- Work order -
Reproduce, from the lines below, exactly the stretch that begins at the line containing "use std::fmt;" and ends at the line containing "pub fn code(&self)", both included.

- Collected data -
============================================================

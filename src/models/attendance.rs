//! Attendance ledger models.
//!
//! This module contains the per-day [`ClassifiedDay`] rows produced by the
//! engine and the [`AttendanceSummary`] folded from them.

use std::fmt;

use chrono::NaiveDate;
use rust_decimal::Decimal;
use serde::{Deserialize, Serialize};

/// The attendance status assigned to a single day.
///
/// # Example
///
/// ```
/// use attendance_engine::models::AttendanceStatus;
///
/// assert_eq!(AttendanceStatus::HalfDay.to_string(), "Half Day");
/// assert_eq!(AttendanceStatus::HalfDay.code(), "HL");
/// ```
#[derive(Debug, Clone, Copy, PartialEq, Eq, Hash, Serialize, Deserialize)]
#[serde(rename_all = "snake_case")]
pub enum AttendanceStatus {
    /// Logged hours reached the full-day threshold.
    Present,
    /// Logged some hours, but fewer than the full-day threshold.
    HalfDay,
    /// No hours logged on a working day.
    Absent,
    /// A weekly off day.
    Weekend,
    /// Covered by a leave request.
    Leave,
}

impl AttendanceStatus {
    /// Every status, in display order.
    pub const ALL: [AttendanceStatus; 5] = [
        AttendanceStatus::Present,
        AttendanceStatus::HalfDay,
        AttendanceStatus::Absent,
        AttendanceStatus::Weekend,
        AttendanceStatus::Leave,
    ];

    /// Short legend code used on attendance sheets.
    pub fn code(&self) -> &'static str {
        match self {
            AttendanceStatus::Present => "P",
            AttendanceStatus::HalfDay => "HL",
            AttendanceStatus::Absent => "A",
            AttendanceStatus::Weekend => "W",
            AttendanceStatus::Leave => "L",
        }
    }

    /// Human-readable label.
    pub fn label(&self) -> &'static str {
        match self {
            AttendanceStatus::Present => "Present",
            AttendanceStatus::HalfDay => "Half Day",
            AttendanceStatus::Absent => "Absent",
            AttendanceStatus::Weekend => "Weekend",
            AttendanceStatus::Leave => "Leave",
        }
    }
}

impl fmt::Display for AttendanceStatus {
    fn fmt(&self, f: &mut fmt::Formatter<'_>) -> fmt::Result {
        f.write_str(self.label())
    }
}

/// One row of the attendance ledger.
#[derive(Debug, Clone, PartialEq, Eq, Serialize, Deserialize)]
pub struct ClassifiedDay {
    /// The calendar date.
    pub date: NaiveDate,
    /// Hours counted for the day (never negative).
    pub hours: Decimal,
    /// The status the day was classified as.
    pub status: AttendanceStatus,
    /// Task label; synthetic leave days carry `On Leave - {reason}`.
    pub task: String,
    /// True if the day was synthesized from a leave request.
    pub is_leave_day: bool,
    /// True if the day is deducted from pay.
    pub loss_of_pay: bool,
}

/// Number of ledger days per status.
#[derive(Debug, Clone, Copy, Default, PartialEq, Eq, Serialize, Deserialize)]
pub struct StatusCounts {
    /// Days classified [`AttendanceStatus::Present`].
    pub present: u32,
    /// Days classified [`AttendanceStatus::HalfDay`].
    pub half_day: u32,
    /// Days classified [`AttendanceStatus::Absent`].
    pub absent: u32,
    /// Days classified [`AttendanceStatus::Weekend`].
    pub weekend: u32,
    /// Days classified [`AttendanceStatus::Leave`].
    pub leave: u32,
}

impl StatusCounts {
    /// Tallies every day in a ledger.
    ///
    /// # Example
    ///
    /// ```
    /// use attendance_engine::models::{AttendanceStatus, StatusCounts};
    ///
    /// let counts = StatusCounts::tally([
    ///     AttendanceStatus::Present,
    ///     AttendanceStatus::Present,
    ///     AttendanceStatus::Weekend,
    /// ]);
    /// assert_eq!(counts.present, 2);
    /// assert_eq!(counts.weekend, 1);
    /// assert_eq!(counts.total(), 3);
    /// ```
    pub fn tally(statuses: impl IntoIterator<Item = AttendanceStatus>) -> Self {
        let mut counts = Self::default();
        for status in statuses {
            *counts.slot_mut(status) += 1;
        }
        counts
    }

    /// Returns the count for one status.
    pub fn get(&self, status: AttendanceStatus) -> u32 {
        match status {
            AttendanceStatus::Present => self.present,
            AttendanceStatus::HalfDay => self.half_day,
            AttendanceStatus::Absent => self.absent,
            AttendanceStatus::Weekend => self.weekend,
            AttendanceStatus::Leave => self.leave,
        }
    }

    /// Total number of days counted.
    pub fn total(&self) -> u32 {
        self.present + self.half_day + self.absent + self.weekend + self.leave
    }

    fn slot_mut(&mut self, status: AttendanceStatus) -> &mut u32 {
        match status {
            AttendanceStatus::Present => &mut self.present,
            AttendanceStatus::HalfDay => &mut self.half_day,
            AttendanceStatus::Absent => &mut self.absent,
            AttendanceStatus::Weekend => &mut self.weekend,
            AttendanceStatus::Leave => &mut self.leave,
        }
    }
}

/// Aggregate figures derived from a classified ledger.
#[derive(Debug, Clone, PartialEq, Eq, Serialize, Deserialize)]
pub struct AttendanceSummary {
    /// Days per status, after whole leave days beyond the balance were
    /// converted. A fractional remainder of excess shows only in `lop_days`.
    pub counts: StatusCounts,
    /// Sum of hours over every ledger day.
    pub total_hours: Decimal,
    /// Leave credit accrued as of the report date.
    pub available_leave_balance: Decimal,
    /// Leave credit consumed, capped at the accrued balance.
    pub leaves_taken: Decimal,
    /// Accrued credit not yet consumed, never negative.
    pub leaves_remaining: Decimal,
    /// Absences plus leave taken beyond the accrued balance.
    pub lop_days: Decimal,
    /// `lop_days` expressed in hours.
    pub lop_hours: Decimal,
}

#[cfg(test)]
mod tests {
    use super::*;

    #[test]
    fn test_status_serialization() {
        assert_eq!(
            serde_json::to_string(&AttendanceStatus::HalfDay).unwrap(),
            "\"half_day\""
        );
        assert_eq!(
            serde_json::to_string(&AttendanceStatus::Leave).unwrap(),
            "\"leave\""
        );
        let status: AttendanceStatus = serde_json::from_str("\"weekend\"").unwrap();
        assert_eq!(status, AttendanceStatus::Weekend);
    }

    #[test]
    fn test_status_labels_and_codes() {
        let labels: Vec<_> = AttendanceStatus::ALL.iter().map(|s| s.label()).collect();
        assert_eq!(labels, vec!["Present", "Half Day", "Absent", "Weekend", "Leave"]);

        let codes: Vec<_> = AttendanceStatus::ALL.iter().map(|s| s.code()).collect();
        assert_eq!(codes, vec!["P", "HL", "A", "W", "L"]);
    }

    #[test]
    fn test_tally_empty_is_all_zero() {
        let counts = StatusCounts::tally([]);
        assert_eq!(counts, StatusCounts::default());
        assert_eq!(counts.total(), 0);
    }

    #[test]
    fn test_get_matches_tally() {
        let counts = StatusCounts::tally([
            AttendanceStatus::Absent,
            AttendanceStatus::Leave,
            AttendanceStatus::Leave,
            AttendanceStatus::HalfDay,
        ]);
        assert_eq!(counts.get(AttendanceStatus::Absent), 1);
        assert_eq!(counts.get(AttendanceStatus::Leave), 2);
        assert_eq!(counts.get(AttendanceStatus::HalfDay), 1);
        assert_eq!(counts.get(AttendanceStatus::Present), 0);
        assert_eq!(counts.total(), 4);
    }
}
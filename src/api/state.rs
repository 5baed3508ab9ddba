//! Application state for the Attendance Engine API.
//!
//! This module defines the shared application state that is available
//! to all request handlers.

use std::sync::Arc;

use tokio::sync::RwLock;

use crate::calculation::AttendanceEngine;
use crate::config::ConfigLoader;
use crate::storage::{AttendanceRepository, InMemoryStore};

/// Shared application state.
///
/// Holds the loaded configuration, an engine built from its policy, and the
/// repository backing timesheet and leave records.
#[derive(Clone)]
pub struct AppState {
    config: Arc<ConfigLoader>,
    engine: Arc<AttendanceEngine>,
    repository: Arc<RwLock<AttendanceRepository<InMemoryStore>>>,
}

impl AppState {
    /// Creates a new application state with an empty store.
    pub fn new(config: ConfigLoader) -> Self {
        Self::with_store(config, InMemoryStore::new())
    }

    /// Creates a new application state over an existing store.
    pub fn with_store(config: ConfigLoader, store: InMemoryStore) -> Self {
        let engine = AttendanceEngine::new(config.policy().clone());
        Self {
            config: Arc::new(config),
            engine: Arc::new(engine),
            repository: Arc::new(RwLock::new(AttendanceRepository::new(store))),
        }
    }

    /// Returns a reference to the configuration loader.
    pub fn config(&self) -> &ConfigLoader {
        &self.config
    }

    /// Returns the attendance engine.
    pub fn engine(&self) -> &AttendanceEngine {
        &self.engine
    }

    /// Returns the shared repository.
    pub fn repository(&self) -> &RwLock<AttendanceRepository<InMemoryStore>> {
        &self.repository
    }
}
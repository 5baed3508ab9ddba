//! Leave accrual.
//!
//! Leave credit is earned per elapsed month of service, starting from the
//! month after the joining month.

use chrono::{Datelike, NaiveDate};
use rust_decimal::Decimal;

use crate::models::AuditStep;

/// Default leave credit earned per month (2 days).
pub const MONTHLY_EARNED_LEAVES: Decimal = Decimal::from_parts(2, 0, 0, false, 0);

/// Counts the months of accrual between joining and `as_of`.
///
/// Accrual starts the month after the joining month, so an employee who
/// joined in January first accrues in February. The day of month is ignored.
/// Dates before the first accrual month give zero.
///
/// # Example
///
/// ```
/// use attendance_engine::calculation::months_since_joining_next_month;
/// use chrono::NaiveDate;
///
/// let joined = NaiveDate::from_ymd_opt(2023, 1, 15).unwrap();
/// let as_of = NaiveDate::from_ymd_opt(2023, 4, 1).unwrap();
/// assert_eq!(months_since_joining_next_month(joined, as_of), 2);
/// ```
pub fn months_since_joining_next_month(joining_date: NaiveDate, as_of: NaiveDate) -> u32 {
    let months = (as_of.year() - joining_date.year()) * 12 + as_of.month() as i32
        - joining_date.month() as i32
        - 1;
    months.max(0) as u32
}

/// The leave credit accrued as of a date.
#[derive(Debug, Clone, PartialEq, Eq)]
pub struct LeaveAccrual {
    /// Months of accrual counted.
    pub months: u32,
    /// Credit accrued (`months * monthly_earned_leaves`).
    pub accrued_leaves: Decimal,
    /// The audit step recording the accrual.
    pub audit_step: AuditStep,
}

/// Calculates the leave credit accrued between joining and `as_of`.
///
/// # Example
///
/// ```
/// use attendance_engine::calculation::{calculate_accrual, MONTHLY_EARNED_LEAVES};
/// use chrono::NaiveDate;
/// use rust_decimal::Decimal;
///
/// let joined = NaiveDate::from_ymd_opt(2023, 1, 15).unwrap();
/// let as_of = NaiveDate::from_ymd_opt(2023, 4, 1).unwrap();
///
/// let accrual = calculate_accrual(joined, as_of, MONTHLY_EARNED_LEAVES, 1);
/// assert_eq!(accrual.accrued_leaves, Decimal::new(4, 0));
/// ```
pub fn calculate_accrual(
    joining_date: NaiveDate,
    as_of: NaiveDate,
    monthly_earned_leaves: Decimal,
    step_number: u32,
) -> LeaveAccrual {
    let months = months_since_joining_next_month(joining_date, as_of);
    let accrued_leaves = Decimal::from(months) * monthly_earned_leaves;

    let reasoning = if months == 0 {
        format!(
            "No full accrual month between joining on {} and {}; accrual starts the month after joining",
            joining_date, as_of
        )
    } else {
        format!(
            "{} months of accrual since the month after joining on {}, at {} per month",
            months,
            joining_date,
            monthly_earned_leaves.normalize()
        )
    };

    let audit_step = AuditStep {
        step_number,
        rule_id: "leave_accrual".to_string(),
        rule_name: "Leave Accrual".to_string(),
        policy_ref: "monthly_earned_leaves".to_string(),
        input: serde_json::json!({
            "joining_date": joining_date.to_string(),
            "as_of": as_of.to_string(),
            "monthly_earned_leaves": monthly_earned_leaves.normalize().to_string()
        }),
        output: serde_json::json!({
            "months": months,
            "accrued_leaves": accrued_leaves.normalize().to_string()
        }),
        reasoning,
    };

    LeaveAccrual {
        months,
        accrued_leaves,
        audit_step,
    }
}

#[cfg(test)]
mod tests {
    use super::*;

    fn date(s: &str) -> NaiveDate {
        NaiveDate::parse_from_str(s, "%Y-%m-%d").unwrap()
    }

    #[test]
    fn test_joining_month_accrues_nothing() {
        assert_eq!(
            months_since_joining_next_month(date("2023-01-15"), date("2023-01-31")),
            0
        );
    }

    #[test]
    fn test_next_month_accrues_nothing_yet() {
        assert_eq!(
            months_since_joining_next_month(date("2023-01-15"), date("2023-02-28")),
            0
        );
    }

    #[test]
    fn test_day_of_month_is_ignored() {
        assert_eq!(
            months_since_joining_next_month(date("2023-01-31"), date("2023-03-01")),
            1
        );
        assert_eq!(
            months_since_joining_next_month(date("2023-01-01"), date("2023-03-31")),
            1
        );
    }

    #[test]
    fn test_across_year_boundary() {
        assert_eq!(
            months_since_joining_next_month(date("2022-11-10"), date("2023-02-01")),
            2
        );
    }

    #[test]
    fn test_as_of_before_joining_is_zero() {
        assert_eq!(
            months_since_joining_next_month(date("2023-06-01"), date("2022-01-01")),
            0
        );
    }

    #[test]
    fn test_scenario_a_accrues_four_leaves() {
        let accrual = calculate_accrual(
            date("2023-01-15"),
            date("2023-04-01"),
            MONTHLY_EARNED_LEAVES,
            1,
        );
        assert_eq!(accrual.months, 2);
        assert_eq!(accrual.accrued_leaves, Decimal::from(4));
        assert_eq!(accrual.audit_step.output["accrued_leaves"], "4");
    }

    #[test]
    fn test_zero_months_reasoning() {
        let accrual = calculate_accrual(
            date("2023-03-20"),
            date("2023-03-25"),
            MONTHLY_EARNED_LEAVES,
            1,
        );
        assert_eq!(accrual.accrued_leaves, Decimal::ZERO);
        assert!(accrual.audit_step.reasoning.starts_with("No full accrual month"));
    }
}
//! HTTP request handlers for the Attendance Engine API.
//!
//! This module contains the handler functions for all API endpoints.

use axum::{
    Json, Router,
    extract::{Path, Query, State, rejection::JsonRejection},
    http::{StatusCode, header},
    response::{IntoResponse, Response},
    routing::{get, post},
};
use chrono::{NaiveDate, Utc};
use serde::de::DeserializeOwned;
use tracing::{info, warn};
use uuid::Uuid;

use crate::error::EngineResult;
use crate::export::ledger_to_csv;
use crate::models::{AttendanceReport, DailyEntry, Employee, LeaveRequest, RosterAttendanceRow};

use super::request::{LeaveApplicationRequest, ReportQuery, TimesheetEntryRequest};
use super::response::{ApiError, ApiErrorResponse};
use super::state::AppState;

/// Creates the API router with all endpoints.
pub fn create_router(state: AppState) -> Router {
    Router::new()
        .route("/employees", get(list_employees_handler))
        .route("/employees/:id/attendance", get(attendance_report_handler))
        .route("/employees/:id/attendance.csv", get(attendance_csv_handler))
        .route("/employees/:id/timesheet", post(record_timesheet_handler))
        .route("/employees/:id/leaves", post(apply_leave_handler))
        .route("/attendance", get(roster_attendance_handler))
        .with_state(state)
}

/// Handler for GET /employees.
async fn list_employees_handler(State(state): State<AppState>) -> impl IntoResponse {
    json_response(StatusCode::OK, state.config().employees())
}

/// Handler for GET /employees/:id/attendance.
///
/// Returns the classified ledger, summary and audit trace for one employee.
async fn attendance_report_handler(
    State(state): State<AppState>,
    Path(id): Path<String>,
    Query(query): Query<ReportQuery>,
) -> Response {
    let correlation_id = Uuid::new_v4();
    info!(correlation_id = %correlation_id, employee_id = %id, "Processing attendance report request");

    match build_report(&state, &id, resolve_as_of(&query)).await {
        Ok((_, report)) => {
            info!(
                correlation_id = %correlation_id,
                employee_id = %id,
                days = report.days.len(),
                lop_days = %report.summary.lop_days,
                duration_us = report.audit_trace.duration_us,
                "Attendance report completed successfully"
            );
            json_response(StatusCode::OK, &report)
        }
        Err(err) => {
            warn!(correlation_id = %correlation_id, error = %err, "Attendance report failed");
            error_response(err.into())
        }
    }
}

/// Handler for GET /employees/:id/attendance.csv.
///
/// Streams the ledger as a CSV attachment named after the employee.
async fn attendance_csv_handler(
    State(state): State<AppState>,
    Path(id): Path<String>,
    Query(query): Query<ReportQuery>,
) -> Response {
    let correlation_id = Uuid::new_v4();
    info!(correlation_id = %correlation_id, employee_id = %id, "Processing attendance export request");

    match build_report(&state, &id, resolve_as_of(&query)).await {
        Ok((employee, report)) => {
            let disposition = format!(
                "attachment; filename=\"{}_Attendance.csv\"",
                employee.name.replace('"', "")
            );
            (
                StatusCode::OK,
                [
                    (header::CONTENT_TYPE, "text/csv".to_string()),
                    (header::CONTENT_DISPOSITION, disposition),
                ],
                ledger_to_csv(&report.days),
            )
                .into_response()
        }
        Err(err) => {
            warn!(correlation_id = %correlation_id, error = %err, "Attendance export failed");
            error_response(err.into())
        }
    }
}

/// Handler for POST /employees/:id/timesheet.
///
/// Records one day's timesheet entry, replacing any entry for the same date.
async fn record_timesheet_handler(
    State(state): State<AppState>,
    Path(id): Path<String>,
    payload: Result<Json<TimesheetEntryRequest>, JsonRejection>,
) -> Response {
    let correlation_id = Uuid::new_v4();
    info!(correlation_id = %correlation_id, employee_id = %id, "Processing timesheet entry");

    let request = match parse_payload(payload, correlation_id) {
        Ok(req) => req,
        Err(response) => return response,
    };

    let result = async {
        request.validate()?;
        let employee = state.config().get_employee(&id)?.clone();
        let entry: DailyEntry = request.into();
        state
            .repository()
            .write()
            .await
            .record_entry(&employee, entry.clone())?;
        EngineResult::Ok(entry)
    }
    .await;

    match result {
        Ok(entry) => {
            info!(
                correlation_id = %correlation_id,
                employee_id = %id,
                date = %entry.date,
                hours = %entry.hours,
                "Timesheet entry recorded"
            );
            json_response(StatusCode::CREATED, &entry)
        }
        Err(err) => {
            warn!(correlation_id = %correlation_id, error = %err, "Timesheet entry rejected");
            error_response(err.into())
        }
    }
}

/// Handler for POST /employees/:id/leaves.
async fn apply_leave_handler(
    State(state): State<AppState>,
    Path(id): Path<String>,
    payload: Result<Json<LeaveApplicationRequest>, JsonRejection>,
) -> Response {
    let correlation_id = Uuid::new_v4();
    info!(correlation_id = %correlation_id, employee_id = %id, "Processing leave application");

    let request = match parse_payload(payload, correlation_id) {
        Ok(req) => req,
        Err(response) => return response,
    };

    let result = async {
        request.validate(state.config().policy().max_leave_span_days)?;
        let employee = state.config().get_employee(&id)?.clone();
        let leave: LeaveRequest = request.into();
        state
            .repository()
            .write()
            .await
            .apply_leave(&employee, leave.clone())?;
        EngineResult::Ok(leave)
    }
    .await;

    match result {
        Ok(leave) => {
            info!(
                correlation_id = %correlation_id,
                employee_id = %id,
                from_date = %leave.from_date,
                to_date = %leave.to_date,
                "Leave application recorded"
            );
            json_response(StatusCode::CREATED, &leave)
        }
        Err(err) => {
            warn!(correlation_id = %correlation_id, error = %err, "Leave application rejected");
            error_response(err.into())
        }
    }
}

/// Handler for GET /attendance.
///
/// Returns one summary row per employee on the roster.
async fn roster_attendance_handler(
    State(state): State<AppState>,
    Query(query): Query<ReportQuery>,
) -> Response {
    let correlation_id = Uuid::new_v4();
    let as_of = resolve_as_of(&query);
    info!(correlation_id = %correlation_id, as_of = %as_of, "Processing roster attendance request");

    let mut rows = Vec::with_capacity(state.config().employees().len());
    for employee in state.config().employees() {
        match evaluate_employee(&state, employee, as_of).await {
            Ok(report) => rows.push(RosterAttendanceRow::from_report(employee, &report)),
            Err(err) => {
                warn!(
                    correlation_id = %correlation_id,
                    employee_id = %employee.id,
                    error = %err,
                    "Roster attendance failed"
                );
                return error_response(err.into());
            }
        }
    }

    json_response(StatusCode::OK, &rows)
}

/// Loads an employee's records and evaluates them.
async fn build_report(
    state: &AppState,
    id: &str,
    as_of: NaiveDate,
) -> EngineResult<(Employee, AttendanceReport)> {
    let employee = state.config().get_employee(id)?.clone();
    let report = evaluate_employee(state, &employee, as_of).await?;
    Ok((employee, report))
}

async fn evaluate_employee(
    state: &AppState,
    employee: &Employee,
    as_of: NaiveDate,
) -> EngineResult<AttendanceReport> {
    let (entries, leaves) = {
        let repository = state.repository().read().await;
        (
            repository.load_entries(employee)?,
            repository.load_leaves(employee)?,
        )
    };
    Ok(state.engine().evaluate(employee, &entries, &leaves, as_of))
}

fn resolve_as_of(query: &ReportQuery) -> NaiveDate {
    query.as_of.unwrap_or_else(|| Utc::now().date_naive())
}

/// Unwraps a JSON body, turning extractor rejections into 400 responses.
fn parse_payload<T: DeserializeOwned>(
    payload: Result<Json<T>, JsonRejection>,
    correlation_id: Uuid,
) -> Result<T, Response> {
    match payload {
        Ok(Json(req)) => Ok(req),
        Err(rejection) => {
            let error = match rejection {
                JsonRejection::JsonDataError(err) => {
                    let body_text = err.body_text();
                    warn!(
                        correlation_id = %correlation_id,
                        error = %body_text,
                        "JSON data error"
                    );
                    if body_text.contains("missing field") {
                        ApiError::validation_error(body_text)
                    } else {
                        ApiError::malformed_json(body_text)
                    }
                }
                JsonRejection::JsonSyntaxError(err) => {
                    warn!(
                        correlation_id = %correlation_id,
                        error = %err,
                        "JSON syntax error"
                    );
                    ApiError::malformed_json(format!("Invalid JSON syntax: {}", err))
                }
                JsonRejection::MissingJsonContentType(_) => {
                    ApiError::new("MISSING_CONTENT_TYPE", "Content-Type must be application/json")
                }
                _ => ApiError::malformed_json("Failed to parse request body"),
            };
            Err(error_response(ApiErrorResponse {
                status: StatusCode::BAD_REQUEST,
                error,
            }))
        }
    }
}

fn json_response<T: serde::Serialize>(status: StatusCode, body: T) -> Response {
    (
        status,
        [(header::CONTENT_TYPE, "application/json")],
        Json(body),
    )
        .into_response()
}

fn error_response(api_error: ApiErrorResponse) -> Response {
    json_response(api_error.status, api_error.error)
}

============================================================

- Task answer -
use std::fmt;

use chrono::NaiveDate;
use rust_decimal::Decimal;
use serde::{Deserialize, Serialize};

/// The attendance status assigned to a single day.
///
/// # Example
///
/// ```
/// use attendance_engine::models::AttendanceStatus;
///
/// assert_eq!(AttendanceStatus::HalfDay.to_string(), "Half Day");
/// assert_eq!(AttendanceStatus::HalfDay.code(), "HL");
/// ```
#[derive(Debug, Clone, Copy, PartialEq, Eq, Hash, Serialize, Deserialize)]
#[serde(rename_all = "snake_case")]
pub enum AttendanceStatus {
    /// Logged hours reached the full-day threshold.
    Present,
    /// Logged some hours, but fewer than the full-day threshold.
    HalfDay,
    /// No hours logged on a working day.
    Absent,
    /// A weekly off day.
    Weekend,
    /// Covered by a leave request.
    Leave,
}

impl AttendanceStatus {
    /// Every status, in display order.
    pub const ALL: [AttendanceStatus; 5] = [
        AttendanceStatus::Present,
        AttendanceStatus::HalfDay,
        AttendanceStatus::Absent,
        AttendanceStatus::Weekend,
        AttendanceStatus::Leave,
    ];

    /// Short legend code used on attendance sheets.
    pub fn code(&self) -> &'static str {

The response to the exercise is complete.